- [Exercise brief] Only the lines from the one containing "pub(crate) fn text_width(text: &str, scale: u32)" through the last line of the entries are wanted. Transcribe them exactly.
Top of Dataset content
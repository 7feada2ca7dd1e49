//! A minimal 5×7 bitmap font for preview captions.
//!
//! Only the characters used by titles, captions and legends are defined:
//! digits, the letters of the orientation names and of "Label", "labels" and
//! "more", `=`, `-`, `+`, `.` and space.
use super::{RasterImage, Rect};
use log::warn;
use rgb::RGBA8;

const GLYPH_WIDTH: u32 = 5;
const GLYPH_HEIGHT: u32 = 7;
/// Horizontal distance between glyph origins, in unscaled pixels.
const ADVANCE: u32 = GLYPH_WIDTH + 1;

/// Rows of a glyph, top first; bit 4 is the leftmost column.
fn glyph(c: char) -> Option<[u8; 7]> {
    let rows = match c {
        '0' => [0b01110, 0b10001, 0b10011, 0b10101, 0b11001, 0b10001, 0b01110],
        '1' => [0b00100, 0b01100, 0b00100, 0b00100, 0b00100, 0b00100, 0b01110],
        '2' => [0b01110, 0b10001, 0b00001, 0b00010, 0b00100, 0b01000, 0b11111],
        '3' => [0b11111, 0b00010, 0b00100, 0b00010, 0b00001, 0b10001, 0b01110],
        '4' => [0b00010, 0b00110, 0b01010, 0b10010, 0b11111, 0b00010, 0b00010],
        '5' => [0b11111, 0b10000, 0b11110, 0b00001, 0b00001, 0b10001, 0b01110],
        '6' => [0b00110, 0b01000, 0b10000, 0b11110, 0b10001, 0b10001, 0b01110],
        '7' => [0b11111, 0b00001, 0b00010, 0b00100, 0b01000, 0b01000, 0b01000],
        '8' => [0b01110, 0b10001, 0b10001, 0b01110, 0b10001, 0b10001, 0b01110],
        '9' => [0b01110, 0b10001, 0b10001, 0b01111, 0b00001, 0b00010, 0b01100],
        'A' => [0b01110, 0b10001, 0b10001, 0b11111, 0b10001, 0b10001, 0b10001],
        'C' => [0b01110, 0b10001, 0b10000, 0b10000, 0b10000, 0b10001, 0b01110],
        'L' => [0b10000, 0b10000, 0b10000, 0b10000, 0b10000, 0b10000, 0b11111],
        'S' => [0b01111, 0b10000, 0b10000, 0b01110, 0b00001, 0b00001, 0b11110],
        'a' => [0b00000, 0b00000, 0b01110, 0b00001, 0b01111, 0b10001, 0b01111],
        'b' => [0b10000, 0b10000, 0b10110, 0b11001, 0b10001, 0b10001, 0b11110],
        'e' => [0b00000, 0b00000, 0b01110, 0b10001, 0b11111, 0b10000, 0b01110],
        'g' => [0b00000, 0b01111, 0b10001, 0b10001, 0b01111, 0b00001, 0b01110],
        'i' => [0b00100, 0b00000, 0b01100, 0b00100, 0b00100, 0b00100, 0b01110],
        'l' => [0b01100, 0b00100, 0b00100, 0b00100, 0b00100, 0b00100, 0b01110],
        'm' => [0b00000, 0b00000, 0b11010, 0b10101, 0b10101, 0b10001, 0b10001],
        'n' => [0b00000, 0b00000, 0b10110, 0b11001, 0b10001, 0b10001, 0b10001],
        'o' => [0b00000, 0b00000, 0b01110, 0b10001, 0b10001, 0b10001, 0b01110],
        'r' => [0b00000, 0b00000, 0b10110, 0b11001, 0b10000, 0b10000, 0b10000],
        's' => [0b00000, 0b00000, 0b01110, 0b10000, 0b01110, 0b00001, 0b11110],
        't' => [0b01000, 0b01000, 0b11100, 0b01000, 0b01000, 0b01001, 0b00110],
        'x' => [0b00000, 0b00000, 0b10001, 0b01010, 0b00100, 0b01010, 0b10001],
        'y' => [0b00000, 0b00000, 0b10001, 0b10001, 0b01111, 0b00001, 0b01110],
        'z' => [0b00000, 0b00000, 0b11111, 0b00010, 0b00100, 0b01000, 0b11111],
        '=' => [0b00000, 0b00000, 0b11111, 0b00000, 0b11111, 0b00000, 0b00000],
        '+' => [0b00000, 0b00100, 0b00100, 0b11111, 0b00100, 0b00100, 0b00000],
        '-' => [0b00000, 0b00000, 0b00000, 0b11111, 0b00000, 0b00000, 0b00000],
        '.' => [0b00000, 0b00000, 0b00000, 0b00000, 0b00000, 0b01100, 0b01100],
        ' ' => [0; 7],
        _ => return None,
    };
    Some(rows)
}

/// Width of `text` in pixels when drawn at `scale`.
pub(crate) fn text_width(text: &str, scale: u32) -> u32 {
    let n = text.chars().count() as u32;
    n.saturating_mul(ADVANCE)
        .saturating_sub(1)
        .saturating_mul(scale)
}

/// Draw `text` centred in `rect`. The glyph scale follows the height of the
/// rectangle and shrinks until the text fits its width. Pixels outside the
/// canvas are clipped.
pub(crate) fn draw_text(canvas: &mut RasterImage, text: &str, rect: Rect, color: RGBA8) {
    let mut scale = (rect.h / 10).max(1);
    let unit_width = text_width(text, 1);
    if unit_width > 0 {
        scale = scale.min((rect.w / unit_width).max(1));
    }
    let x0 = rect
        .x
        .saturating_add(rect.w.saturating_sub(text_width(text, scale)) / 2);
    let y0 = rect
        .y
        .saturating_add(rect.h.saturating_sub(GLYPH_HEIGHT.saturating_mul(scale)) / 2);

    for (i, c) in text.chars().enumerate() {
        let rows = match glyph(c) {
            Some(rows) => rows,
            None => {
                warn!("no glyph for {:?}, skipped", c);
                continue;
            }
        };
        let gx = x0.saturating_add((i as u32).saturating_mul(ADVANCE).saturating_mul(scale));
        for (row, bits) in rows.iter().enumerate() {
            for col in 0..GLYPH_WIDTH {
                if bits & (1 << (GLYPH_WIDTH - 1 - col)) == 0 {
                    continue;
                }
                let px = gx.saturating_add(col.saturating_mul(scale));
                let py = y0.saturating_add((row as u32).saturating_mul(scale));
                canvas.fill_rect(Rect::new(px, py, scale, scale), color);
            }
        }
    }
}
Bottom of Dataset content
- [Exercise answer]
pub(crate) fn text_width(text: &str, scale: u32) -> u32 {
    let n = text.chars().count() as u32;
    n.saturating_mul(ADVANCE)
        .saturating_sub(1)
        .saturating_mul(scale)
}

/// Draw `text` centred in `rect`. The glyph scale follows the height of the
/// rectangle and shrinks until the text fits its width. Pixels outside the
/// canvas are clipped.
pub(crate) fn draw_text(canvas: &mut RasterImage, text: &str, rect: Rect, color: RGBA8) {
    let mut scale = (rect.h / 10).max(1);
    let unit_width = text_width(text, 1);
    if unit_width > 0 {
        scale = scale.min((rect.w / unit_width).max(1));
    }
    let x0 = rect
        .x
        .saturating_add(rect.w.saturating_sub(text_width(text, scale)) / 2);
    let y0 = rect
        .y
        .saturating_add(rect.h.saturating_sub(GLYPH_HEIGHT.saturating_mul(scale)) / 2);

    for (i, c) in text.chars().enumerate() {
        let rows = match glyph(c) {
            Some(rows) => rows,
            None => {
                warn!("no glyph for {:?}, skipped", c);
                continue;
            }
        };
        let gx = x0.saturating_add((i as u32).saturating_mul(ADVANCE).saturating_mul(scale));
        for (row, bits) in rows.iter().enumerate() {
            for col in 0..GLYPH_WIDTH {
                if bits & (1 << (GLYPH_WIDTH - 1 - col)) == 0 {
                    continue;
                }
                let px = gx.saturating_add(col.saturating_mul(scale));
                let py = y0.saturating_add((row as u32).saturating_mul(scale));
                canvas.fill_rect(Rect::new(px, py, scale, scale), color);
            }
        }
    }
}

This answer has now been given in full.